Dataset items

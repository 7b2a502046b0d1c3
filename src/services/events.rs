//! Events, CFP settings and the export API

use super::{random_token, slug_taken, team_event, team_membership, users_by_id};
use crate::error::{forbidden_error, not_found_error, validation_error, AppError};
use crate::models::{
    ApiKeyResponse, CreateEventRequest, Event, EventExport, EventResponse, EventType,
    ExportQuery, ExportedProposal, PublicEvent, SpeakerInfo, TeamMember, UpdateEventRequest,
};
use crate::review::ReviewDetails;
use crate::store::Repository;
use chrono::{DateTime, Utc};
use sha2::{Digest, Sha256};
use std::sync::Arc;
use tracing::{info, warn};
use uuid::Uuid;

const API_KEY_LENGTH: usize = 32;

/// Hex SHA-256 digest of an API key
pub fn hash_api_key(key: &str) -> String {
    format!("{:x}", Sha256::digest(key.as_bytes()))
}

fn check_cfp_window(
    event_type: EventType,
    start: Option<DateTime<Utc>>,
    end: Option<DateTime<Utc>>,
) -> Result<(), AppError> {
    if let (EventType::Conference, Some(start), Some(end)) = (event_type, start, end) {
        if start > end {
            return Err(validation_error("CFP start date must be before its end date"));
        }
    }
    Ok(())
}

fn require_event_manager(member: &TeamMember) -> Result<(), AppError> {
    if !member.role.can_manage_event() {
        return Err(forbidden_error("Only owners and members can manage events"));
    }
    Ok(())
}

pub struct EventService {
    repo: Arc<dyn Repository>,
}

impl EventService {
    pub fn new(repo: Arc<dyn Repository>) -> Self {
        Self { repo }
    }

    pub async fn create_event(
        &self,
        user_id: Uuid,
        team_slug: &str,
        request: CreateEventRequest,
    ) -> Result<EventResponse, AppError> {
        let (team, member) = team_membership(self.repo.as_ref(), team_slug, user_id).await?;
        require_event_manager(&member)?;
        check_cfp_window(request.event_type, request.cfp_start, request.cfp_end)?;

        let mut event = Event::new(team.id, request.name.trim(), request.slug.clone(), request.event_type);
        event.description = request.description;
        event.location = request.location;
        event.cfp_start = request.cfp_start;
        event.cfp_end = request.cfp_end;

        let event = self
            .repo
            .create_event(event)
            .await
            .map_err(|e| slug_taken(e, &request.slug))?;

        info!(team = %team.slug, event = %event.slug, "Event created");
        Ok(event.into())
    }

    pub async fn list_team_events(
        &self,
        user_id: Uuid,
        team_slug: &str,
    ) -> Result<Vec<EventResponse>, AppError> {
        let (team, _) = team_membership(self.repo.as_ref(), team_slug, user_id).await?;
        Ok(self
            .repo
            .list_team_events(team.id)
            .await?
            .into_iter()
            .map(EventResponse::from)
            .collect())
    }

    /// Update general information, CFP dates, review settings or the
    /// archived flag. Absent fields are left unchanged.
    pub async fn update_event(
        &self,
        user_id: Uuid,
        team_slug: &str,
        event_slug: &str,
        update: UpdateEventRequest,
    ) -> Result<EventResponse, AppError> {
        let (team, member) = team_membership(self.repo.as_ref(), team_slug, user_id).await?;
        require_event_manager(&member)?;
        let mut event = team_event(self.repo.as_ref(), &team, event_slug).await?;

        if let Some(name) = update.name {
            event.name = name.trim().to_string();
        }
        if let Some(description) = update.description {
            event.description = Some(description);
        }
        if let Some(location) = update.location {
            event.location = Some(location);
        }
        if let Some(start) = update.cfp_start {
            event.cfp_start = Some(start);
        }
        if let Some(end) = update.cfp_end {
            event.cfp_end = Some(end);
        }
        if let Some(max) = update.max_proposals {
            event.max_proposals = Some(max);
        }
        if let Some(flag) = update.review_enabled {
            event.review_enabled = flag;
        }
        if let Some(flag) = update.display_proposals_reviews {
            event.display_proposals_reviews = flag;
        }
        if let Some(flag) = update.display_proposals_speakers {
            event.display_proposals_speakers = flag;
        }
        if let Some(archived) = update.archived {
            if archived != event.archived {
                info!(event = %event.slug, archived, "Event archive state changed");
            }
            event.archived = archived;
        }
        check_cfp_window(event.event_type, event.cfp_start, event.cfp_end)?;
        event.updated_at = Utc::now();

        Ok(self.repo.update_event(event).await?.into())
    }

    /// Replace the export key. The plain key is only returned here.
    pub async fn generate_api_key(
        &self,
        user_id: Uuid,
        team_slug: &str,
        event_slug: &str,
    ) -> Result<ApiKeyResponse, AppError> {
        let (team, member) = team_membership(self.repo.as_ref(), team_slug, user_id).await?;
        require_event_manager(&member)?;
        let mut event = team_event(self.repo.as_ref(), &team, event_slug).await?;

        let api_key = random_token(API_KEY_LENGTH);
        event.api_key_hash = Some(hash_api_key(&api_key));
        event.updated_at = Utc::now();
        self.repo.update_event(event).await?;

        info!(event = %event_slug, "Export API key generated");
        Ok(ApiKeyResponse { api_key })
    }

    /// Public view of an event, as shown to speakers
    pub async fn get_public_event(&self, slug: &str) -> Result<PublicEvent, AppError> {
        let event = self
            .repo
            .find_event_by_slug(slug)
            .await?
            .ok_or_else(|| not_found_error(format!("Event '{}' not found", slug)))?;
        Ok(PublicEvent::from(&event))
    }

    /// Export proposals with speakers and review statistics
    pub async fn export_event(&self, slug: &str, query: ExportQuery) -> Result<EventExport, AppError> {
        let event = self
            .repo
            .find_event_by_slug(slug)
            .await?
            .ok_or_else(|| not_found_error(format!("Event '{}' not found", slug)))?;

        let key = query
            .key
            .as_deref()
            .ok_or_else(|| AppError::Unauthorized("API key required".to_string()))?;
        if event.api_key_hash.as_deref() != Some(hash_api_key(key).as_str()) {
            warn!(event = %event.slug, "Rejected export with an invalid API key");
            return Err(AppError::Unauthorized("Invalid API key".to_string()));
        }

        let proposals: Vec<_> = self
            .repo
            .list_event_proposals(event.id)
            .await?
            .into_iter()
            .filter(|p| query.status.map_or(true, |s| p.deliberation.deliberation_status == s))
            .collect();

        let proposal_ids: Vec<Uuid> = proposals.iter().map(|p| p.id).collect();
        let reviews = self.repo.list_reviews(&proposal_ids).await?;
        let speaker_ids: Vec<Uuid> = proposals.iter().flat_map(|p| p.speakers.clone()).collect();
        let users = users_by_id(self.repo.as_ref(), &speaker_ids).await?;

        let proposals = proposals
            .into_iter()
            .map(|p| {
                let ratings: Vec<_> = reviews
                    .iter()
                    .filter(|r| r.proposal_id == p.id)
                    .cloned()
                    .collect();
                ExportedProposal {
                    id: p.id,
                    speakers: p
                        .speakers
                        .iter()
                        .filter_map(|id| users.get(id).map(SpeakerInfo::from))
                        .collect(),
                    reviews: ReviewDetails::new(&ratings).summary(),
                    title: p.title,
                    abstract_text: p.abstract_text,
                    level: p.level,
                    languages: p.languages,
                    deliberation: p.deliberation,
                }
            })
            .collect();

        Ok(EventExport {
            cfp_state: event.cfp_state(),
            name: event.name,
            slug: event.slug,
            event_type: event.event_type,
            proposals,
        })
    }
}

> _ACTION ITEM_: Collect every line from the records above that contains the word "trim".

> _SOLVED EXERCISE_:
        let mut event = Event::new(team.id, request.name.trim(), request.slug.clone(), request.event_type);
            event.name = name.trim().to_string();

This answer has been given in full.